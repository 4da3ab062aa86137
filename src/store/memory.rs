//! In-memory tenant store.
//!
//! Both indexes (id and identifier) live under one `RwLock`, so every
//! operation observes and mutates them atomically. Suitable for tests and
//! single-process deployments; durable backends implement [`TenantStore`]
//! themselves.

use crate::error::{Result, TenancyError};
use crate::store::{ListFilter, TenantStore};
use crate::tenant::{Tenant, TenantId, TenantStatus};
use async_trait::async_trait;
use serde_json::{Map, Value};
use std::collections::HashMap;
use tokio::sync::RwLock;

#[derive(Default)]
struct Inner {
    by_id: HashMap<TenantId, Tenant>,
    id_by_identifier: HashMap<String, TenantId>,
}

#[derive(Default)]
pub struct MemoryTenantStore {
    inner: RwLock<Inner>,
}

impl MemoryTenantStore {
    pub fn new() -> Self {
        Self::default()
    }
}

#[async_trait]
impl TenantStore for MemoryTenantStore {
    async fn get_by_id(&self, id: &TenantId) -> Result<Tenant> {
        self.inner
            .read()
            .await
            .by_id
            .get(id)
            .cloned()
            .ok_or_else(|| TenancyError::TenantNotFound(id.to_string()))
    }

    async fn get_by_identifier(&self, identifier: &str) -> Result<Tenant> {
        let inner = self.inner.read().await;
        inner
            .id_by_identifier
            .get(identifier)
            .and_then(|id| inner.by_id.get(id))
            .cloned()
            .ok_or_else(|| TenancyError::TenantNotFound(identifier.to_string()))
    }

    async fn create(&self, tenant: Tenant) -> Result<Tenant> {
        let mut inner = self.inner.write().await;
        if inner.by_id.contains_key(&tenant.id) {
            return Err(TenancyError::AlreadyExists(tenant.id.to_string()));
        }
        if inner.id_by_identifier.contains_key(&tenant.identifier) {
            return Err(TenancyError::AlreadyExists(tenant.identifier.clone()));
        }
        inner
            .id_by_identifier
            .insert(tenant.identifier.clone(), tenant.id.clone());
        inner.by_id.insert(tenant.id.clone(), tenant.clone());
        Ok(tenant)
    }

    async fn update(&self, mut tenant: Tenant) -> Result<Tenant> {
        let mut inner = self.inner.write().await;
        let existing = inner
            .by_id
            .get(&tenant.id)
            .ok_or_else(|| TenancyError::TenantNotFound(tenant.id.to_string()))?;
        // The identifier may change; keep the slug index in step.
        if existing.identifier != tenant.identifier {
            if inner.id_by_identifier.contains_key(&tenant.identifier) {
                return Err(TenancyError::AlreadyExists(tenant.identifier.clone()));
            }
            let old = existing.identifier.clone();
            inner.id_by_identifier.remove(&old);
            inner
                .id_by_identifier
                .insert(tenant.identifier.clone(), tenant.id.clone());
        }
        tenant.touch();
        inner.by_id.insert(tenant.id.clone(), tenant.clone());
        Ok(tenant)
    }

    async fn delete(&self, id: &TenantId, soft: bool) -> Result<()> {
        let mut inner = self.inner.write().await;
        if soft {
            let tenant = inner
                .by_id
                .get_mut(id)
                .ok_or_else(|| TenancyError::TenantNotFound(id.to_string()))?;
            tenant.status = TenantStatus::Deleted;
            tenant.touch();
            return Ok(());
        }
        let tenant = inner
            .by_id
            .remove(id)
            .ok_or_else(|| TenancyError::TenantNotFound(id.to_string()))?;
        inner.id_by_identifier.remove(&tenant.identifier);
        Ok(())
    }

    async fn set_status(&self, id: &TenantId, status: TenantStatus) -> Result<Tenant> {
        let mut inner = self.inner.write().await;
        let tenant = inner
            .by_id
            .get_mut(id)
            .ok_or_else(|| TenancyError::TenantNotFound(id.to_string()))?;
        tenant.status = status;
        tenant.touch();
        Ok(tenant.clone())
    }

    async fn update_metadata(&self, id: &TenantId, patch: Map<String, Value>) -> Result<Tenant> {
        let mut inner = self.inner.write().await;
        let tenant = inner
            .by_id
            .get_mut(id)
            .ok_or_else(|| TenancyError::TenantNotFound(id.to_string()))?;
        for (key, value) in patch {
            if value.is_null() {
                tenant.settings.remove(&key);
            } else {
                tenant.settings.insert(key, value);
            }
        }
        tenant.touch();
        Ok(tenant.clone())
    }

    async fn list(&self, filter: ListFilter) -> Result<Vec<Tenant>> {
        let inner = self.inner.read().await;
        let mut tenants: Vec<Tenant> = inner
            .by_id
            .values()
            .filter(|t| filter.status.is_none_or(|s| t.status == s))
            .cloned()
            .collect();
        tenants.sort_by(|a, b| {
            a.created_at
                .cmp(&b.created_at)
                .then_with(|| a.id.cmp(&b.id))
        });
        let page = tenants
            .into_iter()
            .skip(filter.offset)
            .take(filter.limit.unwrap_or(usize::MAX))
            .collect();
        Ok(page)
    }

    async fn count(&self, status: Option<TenantStatus>) -> Result<usize> {
        let inner = self.inner.read().await;
        Ok(inner
            .by_id
            .values()
            .filter(|t| status.is_none_or(|s| t.status == s))
            .count())
    }

    async fn exists(&self, identifier: &str) -> Result<bool> {
        Ok(self
            .inner
            .read()
            .await
            .id_by_identifier
            .contains_key(identifier))
    }

    async fn search(&self, term: &str, limit: usize) -> Result<Vec<Tenant>> {
        let needle = term.to_lowercase();
        let inner = self.inner.read().await;
        let mut hits: Vec<Tenant> = inner
            .by_id
            .values()
            .filter(|t| {
                t.identifier.contains(&needle) || t.name.to_lowercase().contains(&needle)
            })
            .cloned()
            .collect();
        hits.sort_by(|a, b| a.identifier.cmp(&b.identifier));
        hits.truncate(limit);
        Ok(hits)
    }

    async fn get_by_ids(&self, ids: &[TenantId]) -> Result<Vec<Tenant>> {
        let inner = self.inner.read().await;
        Ok(ids
            .iter()
            .filter_map(|id| inner.by_id.get(id).cloned())
            .collect())
    }

    async fn bulk_update_status(&self, ids: &[TenantId], status: TenantStatus) -> Result<usize> {
        let mut inner = self.inner.write().await;
        let mut changed = 0;
        for id in ids {
            if let Some(tenant) = inner.by_id.get_mut(id) {
                tenant.status = status;
                tenant.touch();
                changed += 1;
            }
        }
        Ok(changed)
    }
}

━━━━━━━━━━━━━━━━━━━━

* [YOUR GOAL]:
Where in the entries does the word "ListFilter" occur? Copy out each line that has it.

* [RESULT OF THIS EXERCISE]:
use crate::store::{ListFilter, TenantStore};
    async fn list(&self, filter: ListFilter) -> Result<Vec<Tenant>> {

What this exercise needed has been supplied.